─── Task material ───

//! Preview matrix: what a patch would select across a grid of request
//! scenarios, without executing anything.

use chrono::{DateTime, Utc};
use serde_json::{Map, Value, json};

use super::envelope::{ExitCode, ToolKind, ToolOutput, seal};
use crate::blueprint::{FlowBlueprint, SelectorRegistry};
use crate::context::RequestOptions;
use crate::decision::StageDecisionComputer;
use crate::hashing::format_hash;
use crate::overlay::{OverlayEvaluator, OverlayInputs};
use crate::params::{ParamsInputs, ParamsResolver};
use crate::patchdoc::QosTier;

/// One cell of the preview grid: a variant assignment plus a QoS tier.
#[derive(Clone, Debug)]
pub struct PreviewScenario {
    pub label: String,
    pub options: RequestOptions,
    pub qos_tier: QosTier,
}

impl PreviewScenario {
    pub fn new(label: impl Into<String>, options: RequestOptions, qos_tier: QosTier) -> Self {
        PreviewScenario {
            label: label.into(),
            options,
            qos_tier,
        }
    }
}

/// Evaluate the patch once per scenario and emit the `preview_matrix`
/// envelope: selected and shadow-sampled module ids per stage plus the
/// effective params hash.
#[must_use]
pub fn preview_matrix_output(
    blueprint: &FlowBlueprint,
    selectors: &SelectorRegistry,
    patch: &Value,
    scenarios: &[PreviewScenario],
    config_timestamp_utc: Option<DateTime<Utc>>,
    now: DateTime<Utc>,
    config_version: u64,
) -> ToolOutput {
    let evaluator = OverlayEvaluator::new();
    let resolver = ParamsResolver::new();
    let computer = StageDecisionComputer::new(blueprint, selectors);

    let cells: Vec<Value> = scenarios
        .iter()
        .map(|scenario| {
            let evaluation = evaluator.evaluate(OverlayInputs {
                flow_name: &blueprint.name,
                patch,
                options: &scenario.options,
                qos_tier: scenario.qos_tier,
                config_timestamp_utc,
                now,
                config_version,
            });
            let decisions = computer.compute(&evaluation, &scenario.options, None);
            let params = resolver.resolve(ParamsInputs {
                default_params: &blueprint.default_params,
                flow_patch: evaluation.flow_patch.as_ref(),
                variants: &scenario.options.variants,
                qos_tier: scenario.qos_tier,
                config_timestamp_utc,
                now,
            });

            let stages: Vec<Value> = decisions
                .iter()
                .map(|d| {
                    json!({
                        "stage": d.stage_name,
                        "selected": d.selected_ids().collect::<Vec<_>>(),
                        "shadowSampled": d.sampled_shadow_ids().collect::<Vec<_>>(),
                    })
                })
                .collect();
            json!({
                "label": scenario.label,
                "qosTier": scenario.qos_tier.as_str(),
                "paramsHash": format_hash(params.hash),
                "stages": stages,
            })
        })
        .collect();

    let mut body = Map::new();
    body.insert(
        "flow".to_string(),
        Value::String(blueprint.name.clone()),
    );
    body.insert("configVersion".to_string(), Value::from(config_version));
    body.insert("cells".to_string(), Value::Array(cells));
    seal(ToolKind::PreviewMatrix, ExitCode::Success, body)
}
//! Typed failures at public entry points.
//!
//! Findings (the normal "this patch is wrong" channel) live in
//! [`crate::findings`]; this module holds the two kinds that do surface as
//! `Err`: caller-attributable input errors (tooling exit code 2) and
//! internal errors captured at tooling boundaries (exit code 1).

use miette::Diagnostic;
use thiserror::Error;

/// A malformed argument at a public entry point: null/empty required field,
/// unsupported tier, out-of-range enum. Maps to exit code 2.
#[derive(Debug, Clone, PartialEq, Eq, Error, Diagnostic)]
#[error("{code}: {message}")]
#[diagnostic(code(flowpatch::input_error))]
pub struct InputError {
    pub code: String,
    pub message: String,
}

impl InputError {
    pub fn new(code: impl Into<String>, message: impl Into<String>) -> Self {
        InputError {
            code: code.into(),
            message: message.into(),
        }
    }
}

───

Your task: You are asked to transcribe the complete data exactly.

Problem solution:
//! Preview matrix: what a patch would select across a grid of request
//! scenarios, without executing anything.

use chrono::{DateTime, Utc};
use serde_json::{Map, Value, json};

use super::envelope::{ExitCode, ToolKind, ToolOutput, seal};
use crate::blueprint::{FlowBlueprint, SelectorRegistry};
use crate::context::RequestOptions;
use crate::decision::StageDecisionComputer;
use crate::hashing::format_hash;
use crate::overlay::{OverlayEvaluator, OverlayInputs};
use crate::params::{ParamsInputs, ParamsResolver};
use crate::patchdoc::QosTier;

/// One cell of the preview grid: a variant assignment plus a QoS tier.
#[derive(Clone, Debug)]
pub struct PreviewScenario {
    pub label: String,
    pub options: RequestOptions,
    pub qos_tier: QosTier,
}

impl PreviewScenario {
    pub fn new(label: impl Into<String>, options: RequestOptions, qos_tier: QosTier) -> Self {
        PreviewScenario {
            label: label.into(),
            options,
            qos_tier,
        }
    }
}

/// Evaluate the patch once per scenario and emit the `preview_matrix`
/// envelope: selected and shadow-sampled module ids per stage plus the
/// effective params hash.
#[must_use]
pub fn preview_matrix_output(
    blueprint: &FlowBlueprint,
    selectors: &SelectorRegistry,
    patch: &Value,
    scenarios: &[PreviewScenario],
    config_timestamp_utc: Option<DateTime<Utc>>,
    now: DateTime<Utc>,
    config_version: u64,
) -> ToolOutput {
    let evaluator = OverlayEvaluator::new();
    let resolver = ParamsResolver::new();
    let computer = StageDecisionComputer::new(blueprint, selectors);

    let cells: Vec<Value> = scenarios
        .iter()
        .map(|scenario| {
            let evaluation = evaluator.evaluate(OverlayInputs {
                flow_name: &blueprint.name,
                patch,
                options: &scenario.options,
                qos_tier: scenario.qos_tier,
                config_timestamp_utc,
                now,
                config_version,
            });
            let decisions = computer.compute(&evaluation, &scenario.options, None);
            let params = resolver.resolve(ParamsInputs {
                default_params: &blueprint.default_params,
                flow_patch: evaluation.flow_patch.as_ref(),
                variants: &scenario.options.variants,
                qos_tier: scenario.qos_tier,
                config_timestamp_utc,
                now,
            });

            let stages: Vec<Value> = decisions
                .iter()
                .map(|d| {
                    json!({
                        "stage": d.stage_name,
                        "selected": d.selected_ids().collect::<Vec<_>>(),
                        "shadowSampled": d.sampled_shadow_ids().collect::<Vec<_>>(),
                    })
                })
                .collect();
            json!({
                "label": scenario.label,
                "qosTier": scenario.qos_tier.as_str(),
                "paramsHash": format_hash(params.hash),
                "stages": stages,
            })
        })
        .collect();

    let mut body = Map::new();
    body.insert(
        "flow".to_string(),
        Value::String(blueprint.name.clone()),
    );
    body.insert("configVersion".to_string(), Value::from(config_version));
    body.insert("cells".to_string(), Value::Array(cells));
    seal(ToolKind::PreviewMatrix, ExitCode::Success, body)
}
//! Typed failures at public entry points.
//!
//! Findings (the normal "this patch is wrong" channel) live in
//! [`crate::findings`]; this module holds the two kinds that do surface as
//! `Err`: caller-attributable input errors (tooling exit code 2) and
//! internal errors captured at tooling boundaries (exit code 1).

use miette::Diagnostic;
use thiserror::Error;

/// A malformed argument at a public entry point: null/empty required field,
/// unsupported tier, out-of-range enum. Maps to exit code 2.
#[derive(Debug, Clone, PartialEq, Eq, Error, Diagnostic)]
#[error("{code}: {message}")]
#[diagnostic(code(flowpatch::input_error))]
pub struct InputError {
    pub code: String,
    pub message: String,
}

impl InputError {
    pub fn new(code: impl Into<String>, message: impl Into<String>) -> Self {
        InputError {
            code: code.into(),
            message: message.into(),
        }
    }
}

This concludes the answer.